„Today we celebrate our rights” is how one child described the “African Child Day”. On June 16th, early in the morning, a large bus took off with a few MCC children and children from the Primary School community as well as from the Secondary School. When arriving in Kinyui, several students from different schools were already gathered and the Maisha Mazuri children lined up with them. A parade with a small orchestra and songs sung by the children started. The adults (parents, teachers and friends) followed them.
Eventually, we arrived at a school playground where the students had gathered in a circle. The day started with dance competitions to Kenyan pop songs, in which two students from each school were dancing in the middle. This was followed by pre-rehearsed dances and poems presented by the children. Not only in the home, but also at this event, I was reminded again how important dancing is for Kenyans. All the children seem to have a lot of fun expressing their mood through dance. There was also a drawing competition with the theme of the event “the rights of the african child in the digital environment”. The painters have artistically written down the advantages as well as the disadvantages of using digital media. On the one hand, the entertainment provided by media such as mobile phones was illustrated, but at the same time, it also illustrated how children feel neglected by their parents, who are more concerned with their mobile phones than with their child.
At such larger events, I again and again notice that my skin color differs from that of the others. But not because I consciously notice it, but because IJ am being pointed out. Children and adults come up to me specifically to say hello or to shake the hand of a ‘white person’. I unintentionally get a lot of attention, stared at and photographed without being asked. I’m very uncomfortable with that. I don’t feel different or special among them, but the behavior of others makes me feel special and different.
White people are rare around here, so seeing a white person seems to be an ‘attraction’. Nonetheless, I wish I could be treated normally, just the way the locals treat each other.
In the last few weeks that Marta was still here, we cooked a few more times with the children. One weekend there was ‘Rolex’ for every child – omelets wrapped in a chapati. The next weekend the kids grilled smokies (small sausages) over the campfire and there were rolls to go with it.
Finally, before Marta left, we cooked another huge portion of spaghetti. The kids helped a lot with the preparations. They peeled and cut the vegetables and simmered them with the tomato sauce. This time it was 12kg of spaghetti that the kids all ate. If I hadn’t known the kids ate about that amount last time, I would never have believed they could eat so much. The kids are always very happy about spaghetti, because on the one hand they love cooking and baking and on the other hand I think that they also enjoy having a little variety in their usual menu.
After 3 months as a volunteer, Marta’s time here is over and she went back to Germany and I will now spend my last 5 weeks alone in the MCC.
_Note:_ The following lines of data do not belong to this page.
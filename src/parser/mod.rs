//! Parser for the Spyre programming language.
//!
//! Single forward pass over the token sequence with a focus pointer and a
//! "current block" pointer. Builds the AST arena ([`crate::ast::Ast`]),
//! the struct registry, and the global function table in one walk — there is
//! no separate name-resolution pass. Unlike a typical recursive-descent
//! expression parser, `Parser` never builds an expression tree: it carves
//! detached token ranges (see [`expr_capture`]) and hands them untouched to
//! the code generator, which runs the shunting-yard/postfix pipeline over
//! them. This is a deliberate divergence, not an oversight — codegen needs
//! raw token ranges for its own operator-precedence pass.
//!
//! # Module structure
//!
//! - [`error`] - `ParseError`
//! - `helpers` - token navigation primitives
//! - `comments` - `/* ... */` block-comment stripping, run once up front
//! - `types` - datatype parsing (modifiers → base → pointer level)
//! - `struct_decl` - `Name : struct ...` forward declarations and definitions
//! - `function_decl` - `Name : (args) -> type { ... }` and `Name : cfunc(...) -> type;`
//! - `stmt` - statement parsing inside function bodies
//! - `expr_capture` - detached token sub-sequence capture for expressions
//!
//! # See Also
//!
//! * [`crate::lexer`] - produces the token stream consumed here
//! * [`crate::ast`] - the AST arena and struct registry built here
//! * [`crate::codegen`] - consumes `Program` to emit bytecode

mod comments;
mod error;
mod expr_capture;
mod function_decl;
mod helpers;
mod stmt;
mod struct_decl;
mod types;

#[cfg(test)]
mod tests;

pub use error::ParseError;

use crate::ast::{Ast, BlockId, NodeId, Program};
use crate::token::{Token, TokenKind};
use std::collections::HashMap;

/// A single forward-pass parser over a token stream.
pub struct Parser {
    ast: Ast,
    structs: crate::ast::StructTable,
    functions: HashMap<String, NodeId>,
    pos: usize,
    /// Open blocks, innermost last. Always non-empty; the root block sits
    /// at the bottom as a placeholder between top-level declarations.
    block_stack: Vec<BlockId>,
    /// The function whose body is currently being parsed, for local
    /// declaration slot assignment. `None` between top-level declarations.
    current_function: Option<NodeId>,
}

impl Parser {
    /// Creates a parser over `tokens`, first stripping `/* ... */` block
    /// comments from the stream.
    pub fn new(tokens: Vec<Token>) -> Result<Self, ParseError> {
        let tokens = comments::strip_block_comments(tokens)?;
        let ast = Ast::new(tokens);
        let root_block = ast
            .node(ast.root)
            .own_block()
            .expect("the root node always owns a block");
        Ok(Parser {
            ast,
            structs: crate::ast::StructTable::default(),
            functions: HashMap::new(),
            pos: 0,
            block_stack: vec![root_block],
            current_function: None,
        })
    }

    /// Parses the entire token stream into a [`Program`]: the AST, the
    /// struct registry, and the name → definition function table.
    pub fn parse(mut self) -> Result<Program, ParseError> {
        while !self.is_eof() {
            self.parse_top_level_item()?;
        }
        Ok(Program {
            ast: self.ast,
            structs: self.structs,
            functions: self.functions,
        })
    }

    fn root_block(&self) -> BlockId {
        self.ast
            .node(self.ast.root)
            .own_block()
            .expect("the root node always owns a block")
    }

    fn current_block(&self) -> BlockId {
        *self
            .block_stack
            .last()
            .expect("block_stack is never empty")
    }

    /// `Name : struct ...` / `Name : cfunc ...` / `Name : (args) -> type { ... }`.
    fn parse_top_level_item(&mut self) -> Result<(), ParseError> {
        let name = self.expect_identifier()?;
        self.expect(TokenKind::Colon)?;
        match self.current_kind().clone() {
            TokenKind::Struct => self.parse_struct(name),
            TokenKind::Cfunc => {
                self.advance();
                self.parse_cfunc(name)
            }
            TokenKind::LParen => self.parse_function_def(name),
            other => Err(ParseError::new(
                format!(
                    "expected 'struct', 'cfunc', or '(' after '{name} :' but found {}",
                    other.describe()
                ),
                self.current_line(),
            )),
        }
    }
}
In order to care for the still small trees in front of the MCC and to ensure that they get enough water to grow, every child is now a ‘tree sponsor’. After I explained to them their task as tree sponsors, they ran to their tree of choice and proudly stood in front of it. They fetched water to fill up the clay jar buried next to the plant to continuously give some water to the plant.
They trimmed the grass around it and filled in the gap between the fence and the ground to protect the plant from animals like our goats. Now 1-3 children are responsible for caring for and watering each tree, as it will still be a while before the next rainy season begins. If the children continue to take care of their trees just like they have started, then a few fruits can still grow this year.